**Task to complete**
Retype word for word the lines of the data below, from the first to the one bearing "use uuid::Uuid;", with that one included.
============================================================
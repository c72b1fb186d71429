//! Identifiers for users, login sessions and live connections.
//!
//! `UserId` matches the relational store's integer primary key. `SessionId` is
//! the opaque login-session token a browser tab authenticated with; several
//! tabs may share a user but each tab's socket belongs to exactly one session.

use serde::{Deserialize, Serialize};
use std::fmt;
use uuid::Uuid;

/// Primary key of a user account.
#[derive(Debug, Clone, Copy, PartialEq, Eq, Hash, PartialOrd, Ord, Serialize, Deserialize)]
#[serde(transparent)]
pub struct UserId(pub i64);

impl UserId {
    pub const fn new(value: i64) -> Self {
        Self(value)
    }

    pub fn as_i64(&self) -> i64 {
        self.0
    }
}

impl fmt::Display for UserId {
    fn fmt(&self, f: &mut fmt::Formatter<'_>) -> fmt::Result {
        write!(f, "{}", self.0)
    }
}

impl From<i64> for UserId {
    fn from(value: i64) -> Self {
        Self(value)
    }
}

/// Login session a socket was opened under.
#[derive(Debug, Clone, PartialEq, Eq, Hash, Serialize, Deserialize)]
#[serde(transparent)]
pub struct SessionId(String);

impl SessionId {
    pub fn new(id: impl Into<String>) -> Self {
        Self(id.into())
    }

    pub fn as_str(&self) -> &str {
        &self.0
    }
}

impl fmt::Display for SessionId {
    fn fmt(&self, f: &mut fmt::Formatter<'_>) -> fmt::Result {
        f.write_str(&self.0)
    }
}

impl From<&str> for SessionId {
    fn from(s: &str) -> Self {
        Self(s.to_string())
    }
}

impl From<String> for SessionId {
    fn from(s: String) -> Self {
        Self(s)
    }
}

/// Identity of one live socket, generated when the upgrade is accepted.
#[derive(Debug, Clone, Copy, PartialEq, Eq, Hash)]
pub struct ConnectionId(Uuid);

impl ConnectionId {
    pub fn generate() -> Self {
        Self(Uuid::new_v4())
    }
}

impl fmt::Display for ConnectionId {
    fn fmt(&self, f: &mut fmt::Formatter<'_>) -> fmt::Result {
        write!(f, "{}", self.0)
    }
}
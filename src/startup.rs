//! Application Startup
//!
//! Application building and server initialization.

use std::net::SocketAddr;
use std::sync::Arc;

use anyhow::Result;
use axum::Router;
use tokio::net::TcpListener;

use crate::config::Settings;
use crate::domain::{PeerKeyResolver, SessionResolver};
use crate::infrastructure::cache::{InMemoryChatDirectory, InMemorySessionStore};
use crate::presentation::http::routes;
use crate::presentation::middleware::{cors, logging};
use crate::presentation::websocket::Gateway;

/// Application state shared across handlers
#[derive(Clone)]
pub struct AppState {
    pub gateway: Arc<Gateway>,
    pub sessions: Arc<dyn SessionResolver>,
    pub settings: Arc<Settings>,
}

impl AppState {
    pub fn new(
        settings: Settings,
        sessions: Arc<dyn SessionResolver>,
        peers: Arc<dyn PeerKeyResolver>,
    ) -> Self {
        let gateway = Arc::new(Gateway::new(peers, settings.websocket.queue_capacity));
        Self {
            gateway,
            sessions,
            settings: Arc::new(settings),
        }
    }
}

/// Application instance
pub struct Application {
    listener: TcpListener,
    router: Router,
    state: AppState,
}

impl Application {
    /// Build the application from settings
    pub async fn build(settings: Settings) -> Result<Self> {
        let sessions = Arc::new(InMemorySessionStore::new());
        let chats = Arc::new(InMemoryChatDirectory::new());
        let addr = settings.server_addr();

        // Create app state
        let state = AppState::new(settings, sessions, chats);
        tracing::info!(
            queue_capacity = state.settings.websocket.queue_capacity,
            "WebSocket gateway created"
        );

        // Build router with middleware
        let router = routes::create_router(state.clone())
            .layer(logging::create_trace_layer())
            .layer(cors::create_cors_layer(&state.settings.cors));

        // Bind to address
        let listener = TcpListener::bind(&addr).await?;
        tracing::info!("Listening on {}", listener.local_addr()?);

        Ok(Self {
            listener,
            router,
            state,
        })
    }

    /// Run the server until Ctrl+C, then close every live connection
    pub async fn run_until_stopped(self) -> Result<()> {
        let gateway = self.state.gateway.clone();
        axum::serve(self.listener, self.router)
            .with_graceful_shutdown(shutdown_signal(gateway))
            .await?;
        Ok(())
    }

    /// Get the bound address
    pub fn local_addr(&self) -> std::io::Result<SocketAddr> {
        self.listener.local_addr()
    }
}

async fn shutdown_signal(gateway: Arc<Gateway>) {
    if let Err(e) = tokio::signal::ctrl_c().await {
        tracing::error!(error = %e, "Failed to listen for shutdown signal");
        return;
    }
    tracing::info!("Shutdown signal received");
    gateway.shutdown().await;
}
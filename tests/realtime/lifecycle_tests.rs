//! Connection teardown and inbound frame dispatch

use std::sync::Arc;

use async_trait::async_trait;
use pretty_assertions::assert_eq;
use serde_json::json;
use social_fanout::domain::UserId;
use social_fanout::infrastructure::cache::InMemoryChatDirectory;
use social_fanout::presentation::websocket::{
    Connection, ConnectionState, Envelope, Gateway, InboundFrame, InboundHandler,
};
use tokio::sync::mpsc;

use crate::common::{gateway, statuses_for, TestClient};

#[tokio::test]
async fn test_close_frame_tears_connection_down() {
    let gateway = gateway(10);
    let mut observer = TestClient::connect(&gateway, 1, "obs").await;
    let mut client = TestClient::connect(&gateway, 2, "tab").await;
    let connection = client.connection.clone();

    client.send_close().await;
    client.finished().await;

    assert_eq!(connection.state(), ConnectionState::Closed);
    assert_eq!(gateway.connection_count(), 1);
    assert_eq!(
        statuses_for(&observer.drain_json().await, 2),
        vec![true, false]
    );
}

#[tokio::test]
async fn test_shutdown_stops_every_connection() {
    let gateway = gateway(10);
    let a = TestClient::connect(&gateway, 1, "a").await;
    let b = TestClient::connect(&gateway, 2, "b").await;

    gateway.shutdown().await;

    a.finished().await;
    b.finished().await;
    assert_eq!(gateway.connection_count(), 0);
    assert_eq!(gateway.online_user_count(), 0);
}

#[tokio::test]
async fn test_closed_connection_receives_nothing() {
    let gateway = gateway(10);
    let mut client = TestClient::connect(&gateway, 3, "tab").await;
    let connection = client.connection.clone();
    client.send_close().await;
    client.finished().await;

    assert!(!connection.enqueue(Arc::new(Envelope::NewPost { payload: json!({}) })));
    assert_eq!(gateway.push_new_post(UserId(3), &json!({})), 0);
}

struct Recorder(mpsc::UnboundedSender<(UserId, InboundFrame)>);

#[async_trait]
impl InboundHandler for Recorder {
    async fn handle(&self, _gateway: &Gateway, connection: &Arc<Connection>, frame: InboundFrame) {
        let _ = self.0.send((connection.user_id(), frame));
    }
}

#[tokio::test]
async fn test_inbound_frames_reach_handler() {
    let (tx, mut rx) = mpsc::unbounded_channel();
    let gateway = Arc::new(
        Gateway::new(Arc::new(InMemoryChatDirectory::new()), 10)
            .with_inbound_handler(Arc::new(Recorder(tx))),
    );
    let mut client = TestClient::connect(&gateway, 4, "tab").await;

    client.send_text("not json").await;
    client
        .send_text(r#"{"channel":"typing","payload":{"chat":9}}"#)
        .await;

    let (user, frame) = rx.recv().await.unwrap();
    assert_eq!(user, UserId(4));
    assert_eq!(frame.channel, "typing");
    assert_eq!(frame.payload, json!({"chat": 9}));
    assert!(gateway.is_user_online(UserId(4)));
}

#[tokio::test]
async fn test_logout_closes_only_that_session() {
    let gateway = gateway(10);
    let mut observer = TestClient::connect(&gateway, 1, "obs").await;
    let phone = TestClient::connect(&gateway, 2, "phone").await;
    let phone_second_tab = TestClient::connect(&gateway, 2, "phone").await;
    let mut laptop = TestClient::connect(&gateway, 2, "laptop").await;

    let closed = gateway
        .disconnect_session(UserId(2), &"phone".into())
        .await;

    assert_eq!(closed, 2);
    phone.finished().await;
    phone_second_tab.finished().await;
    assert_eq!(gateway.session_count_for(UserId(2)), 1);
    assert_eq!(
        gateway.push_new_post(UserId(2), &json!({"id": 1})),
        1
    );
    assert_eq!(
        laptop.recv_json().await,
        json!({"channel": "new-post", "payload": {"id": 1}})
    );
    assert_eq!(statuses_for(&observer.drain_json().await, 2), vec![true]);

    assert_eq!(
        gateway
            .disconnect_session(UserId(2), &"laptop".into())
            .await,
        1
    );
    laptop.finished().await;
    assert_eq!(statuses_for(&observer.drain_json().await, 2), vec![false]);
    assert!(!gateway.is_user_online(UserId(2)));
}

#[tokio::test]
async fn test_logout_of_unknown_session_is_noop() {
    let gateway = gateway(10);
    let _tab = TestClient::connect(&gateway, 3, "tab").await;

    assert_eq!(
        gateway.disconnect_session(UserId(3), &"other".into()).await,
        0
    );
    assert_eq!(
        gateway.disconnect_session(UserId(4), &"tab".into()).await,
        0
    );
    assert!(gateway.is_user_online(UserId(3)));
}
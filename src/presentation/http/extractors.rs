//! Custom Extractors
//!
//! Axum extractors for authentication and request parsing.

use axum::{extract::FromRequestParts, http::request::Parts, RequestPartsExt};
use axum_extra::{headers::Cookie, TypedHeader};

use crate::domain::AuthenticatedSession;
use crate::shared::error::AppError;
use crate::startup::AppState;

/// Session resolved from the session cookie
#[derive(Debug, Clone)]
pub struct SessionUser(pub AuthenticatedSession);

impl FromRequestParts<AppState> for SessionUser {
    type Rejection = AppError;

    async fn from_request_parts(
        parts: &mut Parts,
        state: &AppState,
    ) -> Result<Self, Self::Rejection> {
        let TypedHeader(cookies) = parts
            .extract::<TypedHeader<Cookie>>()
            .await
            .map_err(|_| AppError::Unauthorized("Missing session cookie".into()))?;

        let token = cookies
            .get(&state.settings.session.cookie_name)
            .ok_or_else(|| AppError::Unauthorized("Missing session cookie".into()))?;

        let session = state.sessions.resolve(token).await?;
        Ok(SessionUser(session))
    }
}
//! Presence Tracker
//!
//! Announces online/offline flips to every other online user. Flips are
//! serialized through a gate so a peer always sees a user's transitions in the
//! order the registry produced them.

use std::sync::Arc;

use tokio::sync::{Mutex, MutexGuard};

use super::messages::{Envelope, PresenceStatus};
use super::registry::ConnectionRegistry;
use crate::domain::{PeerKeyResolver, UserId};

pub struct PresenceTracker {
    peers: Arc<dyn PeerKeyResolver>,
    gate: Mutex<()>,
}

impl PresenceTracker {
    pub fn new(peers: Arc<dyn PeerKeyResolver>) -> Self {
        Self {
            peers,
            gate: Mutex::new(()),
        }
    }

    /// Hold while mutating the registry and broadcasting the resulting flip.
    ///
    /// The gate is process-wide and is held across one `peer_key` lookup per
    /// online user, so connects and disconnects run one at a time. With the
    /// in-memory directory a lookup is a map read; a resolver backed by a
    /// remote store makes each flip cost that many round trips while every
    /// other admission and teardown waits.
    pub(crate) async fn gate(&self) -> MutexGuard<'_, ()> {
        self.gate.lock().await
    }

    /// Push a `status` envelope to every connection of every other online user.
    ///
    /// Returns the number of connections the status was queued on.
    pub async fn broadcast_online_status(
        &self,
        registry: &ConnectionRegistry,
        user_id: UserId,
        status: PresenceStatus,
    ) -> usize {
        let mut delivered = 0;
        for peer in registry.online_users() {
            if peer == user_id {
                continue;
            }
            let key = self.peers.peer_key(user_id, peer).await;
            let envelope = Arc::new(Envelope::Status {
                user: key,
                status: status.is_online(),
            });
            for connection in registry.connections_for(peer) {
                if connection.enqueue(envelope.clone()) {
                    delivered += 1;
                }
            }
        }

        tracing::debug!(
            user_id = %user_id,
            online = status.is_online(),
            delivered,
            "Broadcast online status"
        );
        delivered
    }
}
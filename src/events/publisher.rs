use chrono::{DateTime, Utc};
use std::io::Write;
use tokio::sync::broadcast::{self, error::RecvError};
use tracing::warn;

use super::{EventSink, ProvisioningEvent};

/// Broadcast fan-out of provisioning events to any number of subscribers
#[derive(Debug, Clone)]
pub struct EventPublisher {
    sender: broadcast::Sender<PublishedEvent>,
}

/// Event that has been published
#[derive(Debug, Clone)]
pub struct PublishedEvent {
    pub event: ProvisioningEvent,
    pub published_at: DateTime<Utc>,
}

impl EventPublisher {
    /// Create a new event publisher with the specified channel capacity
    pub fn new(capacity: usize) -> Self {
        let (sender, _) = broadcast::channel(capacity);
        Self { sender }
    }

    pub fn publish(&self, event: ProvisioningEvent) {
        let event = PublishedEvent {
            event,
            published_at: Utc::now(),
        };

        // send() only fails when nobody is subscribed, which is fine for observation
        let _ = self.sender.send(event);
    }

    pub fn subscribe(&self) -> broadcast::Receiver<PublishedEvent> {
        self.sender.subscribe()
    }

    pub fn subscriber_count(&self) -> usize {
        self.sender.receiver_count()
    }
}

impl Default for EventPublisher {
    fn default() -> Self {
        Self::new(1000)
    }
}

impl EventSink for EventPublisher {
    fn emit(&self, event: ProvisioningEvent) {
        self.publish(event);
    }
}

/// Write each received event to `out` as one JSON object per line.
///
/// Returns once every publisher handle has been dropped and the backlog is
/// written, yielding the number of lines written. A lagging receiver logs
/// how many events it missed and keeps going.
pub async fn write_json_lines<W: Write>(
    mut receiver: broadcast::Receiver<PublishedEvent>,
    mut out: W,
) -> std::io::Result<usize> {
    let mut written = 0;
    loop {
        match receiver.recv().await {
            Ok(published) => {
                serde_json::to_writer(&mut out, &published.event)?;
                out.write_all(b"\n")?;
                written += 1;
            }
            Err(RecvError::Lagged(skipped)) => {
                warn!(skipped, "Event stream lagged; events were dropped");
            }
            Err(RecvError::Closed) => break,
        }
    }
    out.flush()?;
    Ok(written)
}
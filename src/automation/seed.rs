use rand::rngs::OsRng;
use rand::seq::SliceRandom;
use rand::Rng;

use crate::models::ProfileSeed;

const FIRST_NAMES: &[&str] = &[
    "Ada", "Alan", "Barbara", "Claude", "Dennis", "Edsger", "Frances", "Grace", "Hedy",
    "Ivan", "Joan", "John", "Katherine", "Ken", "Leslie", "Margaret", "Niklaus", "Radia",
    "Shafi", "Sophie", "Tim", "Whitfield", "Xiaoyun", "Yukihiro",
];

const LAST_NAMES: &[&str] = &[
    "Allen", "Backus", "Cerf", "Diffie", "Engelbart", "Floyd", "Goldwasser", "Hamilton",
    "Hopper", "Johnson", "Kay", "Lamport", "Liskov", "Lovelace", "Perlman", "Ritchie",
    "Shannon", "Sutherland", "Thompson", "Turing", "Wang", "Wilson", "Wirth", "Matsumoto",
];

/// Draws random first/last names and derives an email hint from them
#[derive(Debug, Clone)]
pub struct SeedGenerator {
    email_domain: String,
}

impl SeedGenerator {
    pub fn new(email_domain: impl Into<String>) -> Self {
        Self {
            email_domain: email_domain.into(),
        }
    }

    pub fn generate(&self) -> ProfileSeed {
        let mut rng = OsRng;
        let first_name = FIRST_NAMES.choose(&mut rng).copied().unwrap_or("Ada");
        let last_name = LAST_NAMES.choose(&mut rng).copied().unwrap_or("Lovelace");
        let suffix: u16 = rng.gen_range(1000..10000);

        ProfileSeed {
            first_name: first_name.to_string(),
            last_name: last_name.to_string(),
            email_hint: format!(
                "{}.{}.{suffix}@{}",
                email_local_part(first_name),
                email_local_part(last_name),
                self.email_domain
            ),
        }
    }
}

/// Lowercased ASCII alphanumerics only
fn email_local_part(name: &str) -> String {
    name.chars()
        .filter(char::is_ascii_alphanumeric)
        .map(|c| c.to_ascii_lowercase())
        .collect()
}
use async_trait::async_trait;
use std::sync::atomic::{AtomicUsize, Ordering};
use std::sync::Arc;
use std::time::Duration;
use tracing::{debug, instrument};

use super::{AutomationEngine, AutomationError};
use crate::config::AutomationConfig;
use crate::credentials::CredentialHasher;
use crate::models::{ProfileDraft, ProfileSeed};

/// Local engine that fabricates drafts from the seed without any network I/O.
///
/// Each attempt opens a session guard that is released on every exit path,
/// including when the caller drops the attempt mid-flight.
#[derive(Debug, Clone)]
pub struct SyntheticEngine {
    config: AutomationConfig,
    hasher: CredentialHasher,
    open_sessions: Arc<AtomicUsize>,
}

impl SyntheticEngine {
    pub fn new(config: AutomationConfig) -> Self {
        Self {
            config,
            hasher: CredentialHasher::new(),
            open_sessions: Arc::new(AtomicUsize::new(0)),
        }
    }

    /// Sessions currently held by in-flight attempts
    pub fn open_sessions(&self) -> usize {
        self.open_sessions.load(Ordering::SeqCst)
    }

    fn build_draft(&self, seed: &ProfileSeed) -> Result<ProfileDraft, AutomationError> {
        let Some((local, _)) = seed.email_hint.split_once('@') else {
            return Err(AutomationError::UnexpectedPageState(format!(
                "email hint rejected: {}",
                seed.email_hint
            )));
        };

        let profile_base = self.config.profile_base_url.trim_end_matches('/');
        let media_base = self.config.media_base_url.trim_end_matches('/');

        Ok(ProfileDraft {
            email: seed.email_hint.clone(),
            profile_url: format!("{profile_base}/{local}"),
            avatar_url: format!("{media_base}/avatars/{local}.jpg"),
            cover_url: format!("{media_base}/covers/{local}.jpg"),
            raw_password: self
                .config
                .supply_password
                .then(|| self.hasher.generate_secure_password()),
        })
    }
}

#[async_trait]
impl AutomationEngine for SyntheticEngine {
    #[instrument(skip(self, seed), fields(engine = "synthetic", headless = self.config.headless))]
    async fn attempt(&self, seed: &ProfileSeed) -> Result<ProfileDraft, AutomationError> {
        let _session = SessionGuard::open(self.open_sessions.clone());

        if self.config.simulated_latency_ms > 0 {
            tokio::time::sleep(Duration::from_millis(self.config.simulated_latency_ms)).await;
        }

        self.build_draft(seed)
    }

    fn name(&self) -> &str {
        "synthetic"
    }
}

struct SessionGuard {
    open_sessions: Arc<AtomicUsize>,
}

impl SessionGuard {
    fn open(open_sessions: Arc<AtomicUsize>) -> Self {
        open_sessions.fetch_add(1, Ordering::SeqCst);
        debug!("Automation session opened");
        Self { open_sessions }
    }
}

impl Drop for SessionGuard {
    fn drop(&mut self) {
        self.open_sessions.fetch_sub(1, Ordering::SeqCst);
        debug!("Automation session released");
    }
}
============================================================
**Task output**
repository c72b1fb186d71429
//! Identifiers for users, login sessions and live connections.
//!
//! `UserId` matches the relational store's integer primary key. `SessionId` is
//! the opaque login-session token a browser tab authenticated with; several
//! tabs may share a user but each tab's socket belongs to exactly one session.

use serde::{Deserialize, Serialize};
use std::fmt;
use uuid::Uuid;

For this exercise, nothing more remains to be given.